Remember how quiet the roads were around April of 2020?
It wasn’t exactly a restful quiet, as it was due entirely to vast swaths of the population hunkering down at home, either working or learning from home offices, or laid off.
But the roads were certainly quiet, and the air was shockingly clear and clean for a few months – until we gradually re-emerged, and started driving again.
That sort of quiet could return, to a certain extent, if the B.C. government is successful in one of the key goals in its new climate road map.
The province wants to reduce vehicle trips by 25 per cent by the year 2030 – less than nine years away from today!
That sounds great. Fewer cars means lower emissions, cleaner skies, and fewer traffic tie-ups for the trips we have to take. It also means a safer environment on the roads for cyclists and pedestrians of all ages, which would be nice.
But the big question is, how do we actually reduce our daily driving by that much, that quickly?
Premier John Horgan and his team need to give us quite a few more details about how they’re planning to create such a massive shift in our transportation preferences in just a few years.
There are a few obvious levers they could pull. First, it would require a massive increase in public transit, especially buses in fast-growing areas. Transit needs to be cheap, reliable, and pleasant to use. That means not just keeping the inside of buses clean, but paying a lot more attention to creating good bus shelters, given our rainy climate.
Second, the government could take over control of density, allowing more mid-rise redevelopment closer to Vancouver and its commercial and office core.

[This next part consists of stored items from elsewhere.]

//! Timestamp utilities
//!
//! Timestamps are persisted as fixed-width RFC 3339 text (millisecond precision,
//! `Z` suffix) so lexical ordering in SQLite matches chronological ordering.

use crate::{Error, Result};
use chrono::{DateTime, SecondsFormat, Utc};

/// Get current UTC timestamp
pub fn now() -> DateTime<Utc> {
    Utc::now()
}

/// Format a timestamp for storage
pub fn to_db(ts: &DateTime<Utc>) -> String {
    ts.to_rfc3339_opts(SecondsFormat::Millis, true)
}

/// Parse a stored timestamp
pub fn from_db(text: &str) -> Result<DateTime<Utc>> {
    DateTime::parse_from_rfc3339(text)
        .map(|dt| dt.with_timezone(&Utc))
        .map_err(|e| Error::InvalidInput(format!("bad timestamp '{}': {}", text, e)))
}

/// Parse an optional stored timestamp
pub fn from_db_opt(text: Option<String>) -> Result<Option<DateTime<Utc>>> {
    text.as_deref().map(from_db).transpose()
}
//! Cache-first metadata lookup
//!
//! Resolution order for a fingerprint:
//! 1. exact hash hit in the fingerprint cache with metadata attached
//! 2. no lookup credential configured: cache the bare fingerprint, no match
//! 3. delegate to the [`ExternalResolver`] and cache whatever it returns
//!
//! A miss is a normal outcome ([`LookupOutcome::NoMatch`]), never an error.

use crate::error::LookupError;
use async_trait::async_trait;
use sonotap_common::db::{
    Database, Fingerprint, FingerprintCache, MetadataSource, TrackMetadata, TrackMetadataStore,
};
use sonotap_common::{time, Error};
use std::sync::Arc;
use tracing::{debug, info};
use uuid::Uuid;

/// Confidence reported for exact cache hits
pub const CACHE_HIT_CONFIDENCE: f64 = 1.0;

#[derive(Debug, Clone, PartialEq)]
pub enum LookupOutcome {
    Matched {
        metadata: TrackMetadata,
        /// 0.0 to 1.0
        confidence: f64,
        source: MetadataSource,
        /// Canonical cache id (may differ from the looked-up fingerprint's id)
        fingerprint_id: Uuid,
    },
    NoMatch {
        fingerprint_id: Uuid,
    },
}

impl LookupOutcome {
    pub fn fingerprint_id(&self) -> Uuid {
        match self {
            LookupOutcome::Matched { fingerprint_id, .. } | LookupOutcome::NoMatch { fingerprint_id } => {
                *fingerprint_id
            }
        }
    }
}

/// Result returned by an external fingerprint service
#[derive(Debug, Clone)]
pub struct ExternalMatch {
    /// AcoustID track id
    pub external_id: String,
    /// MusicBrainz recording id
    pub recording_id: Option<String>,
    pub metadata: TrackMetadata,
    /// 0.0 to 1.0
    pub score: f64,
}

/// External resolution service (AcoustID/MusicBrainz)
#[async_trait]
pub trait ExternalResolver: Send + Sync {
    async fn resolve(
        &self,
        fingerprint: &Fingerprint,
        api_key: &str,
    ) -> Result<Option<ExternalMatch>, LookupError>;
}

/// Resolver that never finds anything
#[derive(Debug, Default, Clone, Copy)]
pub struct StubExternalResolver;

#[async_trait]
impl ExternalResolver for StubExternalResolver {
    async fn resolve(
        &self,
        fingerprint: &Fingerprint,
        _api_key: &str,
    ) -> Result<Option<ExternalMatch>, LookupError> {
        debug!(hash = %fingerprint.hash, "External lookup not available");
        Ok(None)
    }
}

/// Seam used by the scheduler, so tests can inject failing resolvers
#[async_trait]
pub trait MetadataResolver: Send + Sync {
    async fn lookup(&self, fingerprint: &Fingerprint) -> Result<LookupOutcome, LookupError>;
}

pub struct MetadataLookupService {
    cache: FingerprintCache,
    metadata: TrackMetadataStore,
    api_key: Option<String>,
    external: Arc<dyn ExternalResolver>,
}

impl MetadataLookupService {
    /// Service using [`StubExternalResolver`]
    ///
    /// An empty or whitespace-only `api_key` counts as not configured.
    pub fn new(db: Arc<Database>, api_key: Option<String>) -> Self {
        Self::with_resolver(db, api_key, Arc::new(StubExternalResolver))
    }

    pub fn with_resolver(
        db: Arc<Database>,
        api_key: Option<String>,
        external: Arc<dyn ExternalResolver>,
    ) -> Self {
        Self {
            cache: FingerprintCache::new(Arc::clone(&db)),
            metadata: TrackMetadataStore::new(db),
            api_key: api_key.filter(|key| !key.trim().is_empty()),
            external,
        }
    }

    pub fn has_credential(&self) -> bool {
        self.api_key.is_some()
    }

    pub async fn lookup(&self, fingerprint: &Fingerprint) -> Result<LookupOutcome, LookupError> {
        if let Some(cached) = self.cache.find_by_hash(&fingerprint.hash).await? {
            if let Some(metadata) = cached.metadata {
                self.cache.record_match(cached.fingerprint.id).await?;
                debug!(
                    title = %metadata.title,
                    artist = %metadata.artist,
                    matches = cached.match_count + 1,
                    "Fingerprint cache hit"
                );
                return Ok(LookupOutcome::Matched {
                    metadata,
                    confidence: CACHE_HIT_CONFIDENCE,
                    source: MetadataSource::Cache,
                    fingerprint_id: cached.fingerprint.id,
                });
            }
        }

        let Some(api_key) = self.api_key.as_deref() else {
            let stored = self.cache.store(fingerprint, None, None).await?;
            debug!(hash = %fingerprint.hash, "No match and no lookup credential, cached bare fingerprint");
            return Ok(LookupOutcome::NoMatch {
                fingerprint_id: stored.fingerprint.id,
            });
        };

        match self.external.resolve(fingerprint, api_key).await? {
            Some(found) => {
                let stored = self
                    .cache
                    .store(fingerprint, Some(&found.external_id), found.recording_id.as_deref())
                    .await?;

                let mut metadata = found.metadata;
                metadata.fingerprint_id = Some(stored.fingerprint.id);
                metadata.source = MetadataSource::External;
                if metadata.musicbrainz_recording_id.is_none() {
                    metadata.musicbrainz_recording_id = found.recording_id;
                }
                let metadata = self.metadata.upsert(&metadata).await?;

                info!(
                    title = %metadata.title,
                    artist = %metadata.artist,
                    score = found.score,
                    "External lookup matched"
                );
                Ok(LookupOutcome::Matched {
                    metadata,
                    confidence: found.score,
                    source: MetadataSource::External,
                    fingerprint_id: stored.fingerprint.id,
                })
            }
            None => {
                let stored = self.cache.store(fingerprint, None, None).await?;
                Ok(LookupOutcome::NoMatch {
                    fingerprint_id: stored.fingerprint.id,
                })
            }
        }
    }

    /// Attach metadata to a cached fingerprint by hash
    ///
    /// Later lookups of the same hash become cache hits. Re-tagging an
    /// already tagged fingerprint overwrites its metadata in place.
    pub async fn tag_fingerprint(
        &self,
        hash: &str,
        metadata: TrackMetadata,
    ) -> Result<TrackMetadata, LookupError> {
        let cached = self
            .cache
            .find_by_hash(hash)
            .await?
            .ok_or_else(|| Error::NotFound(format!("fingerprint with hash {}", hash)))?;

        let mut metadata = metadata;
        if let Some(existing) = cached.metadata {
            metadata.id = existing.id;
            metadata.created_at = existing.created_at;
        }
        metadata.fingerprint_id = Some(cached.fingerprint.id);
        metadata.source = MetadataSource::Manual;
        metadata.updated_at = time::now();

        let stored = self.metadata.upsert(&metadata).await?;
        info!(
            hash,
            title = %stored.title,
            artist = %stored.artist,
            "Fingerprint tagged"
        );
        Ok(stored)
    }
}

#[async_trait]
impl MetadataResolver for MetadataLookupService {
    async fn lookup(&self, fingerprint: &Fingerprint) -> Result<LookupOutcome, LookupError> {
        MetadataLookupService::lookup(self, fingerprint).await
    }
}
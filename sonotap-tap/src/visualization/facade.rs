//! Visualizer facade
//!
//! Owns one spectrum analyzer, level meter and waveform buffer behind a
//! single mutex. The mixing engine pushes samples from its callback thread;
//! the UI polls snapshots from anywhere.

use super::level::{linear_to_db, LevelMeter};
use super::spectrum::SpectrumAnalyzer;
use super::waveform::WaveformAnalyzer;
use crate::error::{Error, Result};
use chrono::{DateTime, Utc};
use parking_lot::Mutex;
use serde::Serialize;
use sonotap_common::config::{AudioFormat, VisualizationConfig};
use std::sync::atomic::{AtomicBool, Ordering};
use std::time::{Duration, Instant};

/// Spectrum magnitudes with their bin frequencies
#[derive(Debug, Clone, Serialize)]
pub struct SpectrumSnapshot {
    /// Normalized magnitudes in [0, 1], one per bin
    pub magnitudes: Vec<f32>,
    /// Bin centre frequencies in Hz
    pub frequencies: Vec<f32>,
    pub bin_count: usize,
    pub frequency_resolution: f32,
    pub max_frequency: f32,
    pub timestamp: DateTime<Utc>,
}

/// Peak and RMS levels, linear and dBFS
#[derive(Debug, Clone, Serialize)]
pub struct LevelSnapshot {
    pub left_peak: f32,
    pub right_peak: f32,
    pub left_rms: f32,
    pub right_rms: f32,
    pub left_peak_db: f32,
    pub right_peak_db: f32,
    pub left_rms_db: f32,
    pub right_rms_db: f32,
    pub mono_peak: f32,
    pub mono_rms: f32,
    pub is_clipping: bool,
    pub timestamp: DateTime<Utc>,
}

/// Chronologically ordered waveform samples
#[derive(Debug, Clone, Serialize)]
pub struct WaveformSnapshot {
    pub left_samples: Vec<f32>,
    pub right_samples: Vec<f32>,
    pub sample_count: usize,
    /// Seconds of audio covered by the full buffer contents
    pub duration: f64,
    pub timestamp: DateTime<Utc>,
}

struct VisualizerState {
    spectrum: SpectrumAnalyzer,
    level: LevelMeter,
    waveform: WaveformAnalyzer,
    /// Mono downmix scratch, pre-sized to the configured max block
    mono: Vec<f32>,
}

pub struct VisualizerFacade {
    format: AudioFormat,
    state: Mutex<VisualizerState>,
    active: AtomicBool,
}

impl VisualizerFacade {
    /// Build all analyzers from configuration
    ///
    /// This is the only place visualization can fail; steady-state
    /// processing never returns an error.
    pub fn new(format: AudioFormat, config: &VisualizationConfig) -> Result<Self> {
        if format.sample_rate == 0 {
            return Err(Error::InvalidSampleRate(format.sample_rate));
        }
        if format.channels == 0 {
            return Err(Error::Config("channel count must be at least 1".to_string()));
        }
        if !(0.0..=1.0).contains(&config.peak_decay) {
            return Err(Error::Config(format!("peak decay {} outside [0, 1]", config.peak_decay)));
        }
        if !(0.0..1.0).contains(&config.rms_smoothing) {
            return Err(Error::Config(format!("RMS smoothing {} outside [0, 1)", config.rms_smoothing)));
        }
        if config.waveform_samples == 0 {
            return Err(Error::Config("waveform sample count must be at least 1".to_string()));
        }

        let spectrum = SpectrumAnalyzer::new(
            config.fft_size,
            format.sample_rate,
            config.use_window,
            config.spectrum_smoothing,
        )?;
        let level = LevelMeter::new(
            Duration::from_millis(config.peak_hold_ms),
            config.peak_decay,
            config.rms_smoothing,
        );
        let waveform = WaveformAnalyzer::new(config.waveform_samples, format.sample_rate);

        Ok(Self {
            format,
            state: Mutex::new(VisualizerState {
                spectrum,
                level,
                waveform,
                mono: Vec::with_capacity(config.max_block_frames),
            }),
            active: AtomicBool::new(false),
        })
    }

    pub fn format(&self) -> AudioFormat {
        self.format
    }

    /// Feed one block of interleaved samples from the audio callback
    pub fn process_samples(&self, samples: &[f32]) {
        if samples.is_empty() {
            return;
        }
        let channels = self.format.channels;
        let now = Instant::now();

        let mut guard = self.state.lock();
        let state = &mut *guard;

        // Downmix by channel averaging; a partial trailing frame is averaged
        // over the channels it has.
        state.mono.clear();
        state.mono.extend(
            samples
                .chunks(channels as usize)
                .map(|frame| frame.iter().sum::<f32>() / frame.len() as f32),
        );

        state.spectrum.add_samples(&state.mono);
        state.level.process_at(samples, channels, now);
        state.waveform.add_interleaved(samples, channels);
        drop(guard);

        self.active.store(true, Ordering::Release);
    }

    pub fn spectrum_data(&self) -> SpectrumSnapshot {
        let mut state = self.state.lock();
        let magnitudes = state.spectrum.magnitudes();
        SpectrumSnapshot {
            frequencies: state.spectrum.frequencies(),
            bin_count: magnitudes.len(),
            magnitudes,
            frequency_resolution: state.spectrum.frequency_resolution(),
            max_frequency: state.spectrum.max_frequency(),
            timestamp: Utc::now(),
        }
    }

    pub fn level_data(&self) -> LevelSnapshot {
        let levels = self.state.lock().level.levels();
        LevelSnapshot {
            left_peak: levels.left_peak,
            right_peak: levels.right_peak,
            left_rms: levels.left_rms,
            right_rms: levels.right_rms,
            left_peak_db: linear_to_db(levels.left_peak),
            right_peak_db: linear_to_db(levels.right_peak),
            left_rms_db: linear_to_db(levels.left_rms),
            right_rms_db: linear_to_db(levels.right_rms),
            mono_peak: levels.mono_peak(),
            mono_rms: levels.mono_rms(),
            is_clipping: levels.is_clipping(),
            timestamp: Utc::now(),
        }
    }

    pub fn waveform_data(&self) -> WaveformSnapshot {
        let state = self.state.lock();
        let (left_samples, right_samples) = state.waveform.samples();
        WaveformSnapshot {
            sample_count: left_samples.len(),
            left_samples,
            right_samples,
            duration: state.waveform.duration(),
            timestamp: Utc::now(),
        }
    }

    /// Waveform reduced to at most `target` points per channel
    pub fn waveform_downsampled(&self, target: usize) -> WaveformSnapshot {
        let state = self.state.lock();
        let (left_samples, right_samples) = state.waveform.downsampled(target);
        WaveformSnapshot {
            sample_count: left_samples.len(),
            left_samples,
            right_samples,
            duration: state.waveform.duration(),
            timestamp: Utc::now(),
        }
    }

    /// True once samples have been processed since construction or reset
    pub fn is_active(&self) -> bool {
        self.active.load(Ordering::Acquire)
    }

    /// Clear all three analyzers together
    pub fn reset(&self) {
        let mut state = self.state.lock();
        state.spectrum.reset();
        state.level.reset();
        state.waveform.reset();
        self.active.store(false, Ordering::Release);
    }
}

#[cfg(test)]
mod tests {
    use super::*;
    use std::f32::consts::PI;
    use std::sync::Arc;

    fn facade() -> VisualizerFacade {
        let config = VisualizationConfig {
            fft_size: 1024,
            waveform_samples: 256,
            ..Default::default()
        };
        VisualizerFacade::new(AudioFormat::default(), &config).unwrap()
    }

    fn stereo_sine(freq: f32, amplitude: f32, frames: usize, sample_rate: f32) -> Vec<f32> {
        (0..frames)
            .flat_map(|i| {
                let s = amplitude * (2.0 * PI * freq * i as f32 / sample_rate).sin();
                [s, s]
            })
            .collect()
    }

    #[test]
    fn test_inactive_until_first_block() {
        let viz = facade();
        assert!(!viz.is_active());
        viz.process_samples(&[]);
        assert!(!viz.is_active());
        viz.process_samples(&[0.1, 0.1]);
        assert!(viz.is_active());
    }

    #[test]
    fn test_sine_shows_in_all_snapshots() {
        let viz = facade();
        let block = stereo_sine(1000.0, 0.5, 2048, 44100.0);
        viz.process_samples(&block);

        let spectrum = viz.spectrum_data();
        assert_eq!(spectrum.bin_count, 512);
        assert_eq!(spectrum.frequencies.len(), 512);
        let peak_bin = spectrum
            .magnitudes
            .iter()
            .enumerate()
            .max_by(|a, b| a.1.total_cmp(b.1))
            .map(|(i, _)| i)
            .unwrap();
        let expected = 1000.0 / spectrum.frequency_resolution;
        assert!((peak_bin as f32 - expected).abs() <= 2.0);

        let level = viz.level_data();
        assert!((level.left_peak - 0.5).abs() < 0.01);
        assert!(level.left_peak_db < 0.0);
        assert!(!level.is_clipping);

        let waveform = viz.waveform_data();
        assert_eq!(waveform.sample_count, 256);
        assert_eq!(waveform.left_samples, waveform.right_samples);
    }

    #[test]
    fn test_downsampled_waveform() {
        let viz = facade();
        viz.process_samples(&stereo_sine(440.0, 0.5, 512, 44100.0));
        let down = viz.waveform_downsampled(32);
        assert_eq!(down.sample_count, 32);
        assert!(down.left_samples.iter().all(|s| s.abs() <= 0.5 + 1e-6));
    }

    #[test]
    fn test_reset_clears_everything() {
        let viz = facade();
        viz.process_samples(&stereo_sine(440.0, 0.8, 512, 44100.0));
        viz.reset();

        assert!(!viz.is_active());
        assert_eq!(viz.level_data().left_peak, 0.0);
        assert_eq!(viz.waveform_data().sample_count, 0);
        assert!(viz.spectrum_data().magnitudes.iter().all(|&m| m <= 0.01));
    }

    #[test]
    fn test_oversized_block_is_accepted() {
        let config = VisualizationConfig {
            max_block_frames: 16,
            ..Default::default()
        };
        let viz = VisualizerFacade::new(AudioFormat::default(), &config).unwrap();
        viz.process_samples(&vec![0.25; 4096]);
        assert!((viz.level_data().left_peak - 0.25).abs() < 1e-6);
    }

    #[test]
    fn test_invalid_configuration_is_rejected() {
        let bad_fft = VisualizationConfig {
            fft_size: 1000,
            ..Default::default()
        };
        assert_eq!(
            VisualizerFacade::new(AudioFormat::default(), &bad_fft).err(),
            Some(Error::InvalidFftSize(1000))
        );

        let no_rate = AudioFormat {
            sample_rate: 0,
            channels: 2,
        };
        assert_eq!(
            VisualizerFacade::new(no_rate, &VisualizationConfig::default()).err(),
            Some(Error::InvalidSampleRate(0))
        );
    }

    #[test]
    fn test_concurrent_push_and_poll() {
        let viz = Arc::new(facade());
        let writer = {
            let viz = Arc::clone(&viz);
            std::thread::spawn(move || {
                let block = stereo_sine(440.0, 0.5, 256, 44100.0);
                for _ in 0..200 {
                    viz.process_samples(&block);
                }
            })
        };
        for _ in 0..50 {
            let snapshot = viz.spectrum_data();
            assert!(snapshot.magnitudes.iter().all(|&m| (0.0..=1.0).contains(&m)));
            let _ = viz.level_data();
        }
        writer.join().unwrap();
        assert!(viz.is_active());
    }

    #[test]
    fn test_snapshots_serialize() {
        let viz = facade();
        viz.process_samples(&[0.5, -0.5]);
        let json = serde_json::to_value(viz.level_data()).unwrap();
        assert!(json.get("left_peak_db").is_some());
        assert!(json.get("is_clipping").is_some());
    }
}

The recently proposed changes to public hearing rules for municipalities are a small part of that. A contained urban boundary with more density and more shopping and entertainment close to home would give people options other than driving – but development takes time.
The third tool is less carrot, more stick. The government could make private vehicle ownership more expensive, via insurance, taxes, or congestion charges. Those measures are sure to be unpopular, especially in outer suburbs like Maple Ridge, Pitt Meadows, Langley, and Surrey.
We’re trying to fix a full century of car-dependent suburban development. It was convenient, it was cheap, it allowed for mass home ownership, and it’s not viable anymore. But how do we fix it fast?
More than anything, we need to see the details of this plan, and soon. Fewer trips sounds great. But people need to see the road map from here to there.